EXERCISE DIRECTIONS.
Restate word for word the entries below, starting with the line with "return Vec::new();" and continuing through the line with "match cmd.write_for(ChipKind::Ym2151, self.stage.from.index)". Include both of those lines and no others.

Dataset entries:
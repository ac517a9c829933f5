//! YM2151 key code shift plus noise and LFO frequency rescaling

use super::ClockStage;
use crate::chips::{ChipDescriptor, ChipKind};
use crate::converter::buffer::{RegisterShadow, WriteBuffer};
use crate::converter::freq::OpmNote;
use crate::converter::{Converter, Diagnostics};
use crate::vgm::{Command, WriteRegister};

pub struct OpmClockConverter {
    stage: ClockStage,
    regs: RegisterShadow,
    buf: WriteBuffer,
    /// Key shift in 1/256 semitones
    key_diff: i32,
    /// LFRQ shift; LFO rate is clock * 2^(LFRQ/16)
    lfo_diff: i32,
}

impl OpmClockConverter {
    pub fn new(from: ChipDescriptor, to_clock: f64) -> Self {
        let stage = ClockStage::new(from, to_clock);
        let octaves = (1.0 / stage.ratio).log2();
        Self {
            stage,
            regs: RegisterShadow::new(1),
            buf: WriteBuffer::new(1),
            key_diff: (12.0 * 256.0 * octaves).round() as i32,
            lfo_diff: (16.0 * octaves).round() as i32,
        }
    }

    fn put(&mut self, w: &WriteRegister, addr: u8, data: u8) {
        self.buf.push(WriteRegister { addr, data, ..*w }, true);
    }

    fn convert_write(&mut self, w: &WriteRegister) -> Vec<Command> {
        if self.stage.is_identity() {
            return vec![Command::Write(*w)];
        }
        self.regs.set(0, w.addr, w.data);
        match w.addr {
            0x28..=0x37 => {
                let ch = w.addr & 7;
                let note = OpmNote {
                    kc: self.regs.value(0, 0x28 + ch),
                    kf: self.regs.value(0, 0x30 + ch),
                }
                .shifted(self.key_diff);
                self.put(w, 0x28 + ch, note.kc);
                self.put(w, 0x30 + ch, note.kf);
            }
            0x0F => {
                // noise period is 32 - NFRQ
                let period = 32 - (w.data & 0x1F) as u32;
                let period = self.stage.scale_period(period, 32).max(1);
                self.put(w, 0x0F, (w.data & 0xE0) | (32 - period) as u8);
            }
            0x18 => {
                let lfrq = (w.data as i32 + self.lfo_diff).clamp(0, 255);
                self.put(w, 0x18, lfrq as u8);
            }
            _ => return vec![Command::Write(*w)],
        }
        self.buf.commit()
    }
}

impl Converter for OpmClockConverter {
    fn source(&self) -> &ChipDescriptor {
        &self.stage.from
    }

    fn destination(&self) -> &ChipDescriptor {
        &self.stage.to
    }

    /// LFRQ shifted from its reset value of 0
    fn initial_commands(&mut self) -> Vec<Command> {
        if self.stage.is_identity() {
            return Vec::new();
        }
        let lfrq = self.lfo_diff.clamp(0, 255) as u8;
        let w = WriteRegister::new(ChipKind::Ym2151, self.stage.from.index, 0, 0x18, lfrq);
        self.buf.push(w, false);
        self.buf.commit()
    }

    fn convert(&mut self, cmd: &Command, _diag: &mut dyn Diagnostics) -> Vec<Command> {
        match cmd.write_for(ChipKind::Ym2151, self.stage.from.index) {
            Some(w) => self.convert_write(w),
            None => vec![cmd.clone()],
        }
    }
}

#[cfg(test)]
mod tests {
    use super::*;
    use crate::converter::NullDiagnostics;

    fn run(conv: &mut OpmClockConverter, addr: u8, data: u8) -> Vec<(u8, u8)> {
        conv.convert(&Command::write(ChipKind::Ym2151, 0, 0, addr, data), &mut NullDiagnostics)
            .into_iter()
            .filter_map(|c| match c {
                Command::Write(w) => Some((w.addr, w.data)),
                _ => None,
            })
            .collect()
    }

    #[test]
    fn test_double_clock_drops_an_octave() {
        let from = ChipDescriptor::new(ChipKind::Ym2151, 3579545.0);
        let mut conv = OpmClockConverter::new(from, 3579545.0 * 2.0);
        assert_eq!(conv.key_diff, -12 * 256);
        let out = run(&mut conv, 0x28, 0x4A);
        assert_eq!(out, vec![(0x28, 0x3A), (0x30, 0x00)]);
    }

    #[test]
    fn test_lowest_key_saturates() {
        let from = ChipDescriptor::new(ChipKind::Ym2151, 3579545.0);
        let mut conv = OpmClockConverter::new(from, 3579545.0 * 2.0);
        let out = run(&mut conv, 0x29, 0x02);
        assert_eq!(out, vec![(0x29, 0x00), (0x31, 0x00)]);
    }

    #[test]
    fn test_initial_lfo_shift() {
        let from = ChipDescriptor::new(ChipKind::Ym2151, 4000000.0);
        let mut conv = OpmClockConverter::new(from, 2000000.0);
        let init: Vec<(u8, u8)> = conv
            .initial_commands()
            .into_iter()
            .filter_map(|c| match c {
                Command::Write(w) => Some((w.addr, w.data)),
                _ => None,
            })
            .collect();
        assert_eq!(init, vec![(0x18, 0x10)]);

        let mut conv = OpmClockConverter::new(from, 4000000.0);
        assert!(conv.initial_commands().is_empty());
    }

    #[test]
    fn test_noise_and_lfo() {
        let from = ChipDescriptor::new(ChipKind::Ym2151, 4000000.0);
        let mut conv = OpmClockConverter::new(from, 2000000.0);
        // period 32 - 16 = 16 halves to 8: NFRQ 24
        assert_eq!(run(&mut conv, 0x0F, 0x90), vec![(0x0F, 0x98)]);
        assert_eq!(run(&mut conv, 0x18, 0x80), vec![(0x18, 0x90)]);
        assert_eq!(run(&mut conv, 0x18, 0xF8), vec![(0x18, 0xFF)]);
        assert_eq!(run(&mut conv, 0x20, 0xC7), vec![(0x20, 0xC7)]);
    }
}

ANSWER BELOW.
            return Vec::new();
        }
        let lfrq = self.lfo_diff.clamp(0, 255) as u8;
        let w = WriteRegister::new(ChipKind::Ym2151, self.stage.from.index, 0, 0x18, lfrq);
        self.buf.push(w, false);
        self.buf.commit()
    }

    fn convert(&mut self, cmd: &Command, _diag: &mut dyn Diagnostics) -> Vec<Command> {
        match cmd.write_for(ChipKind::Ym2151, self.stage.from.index) {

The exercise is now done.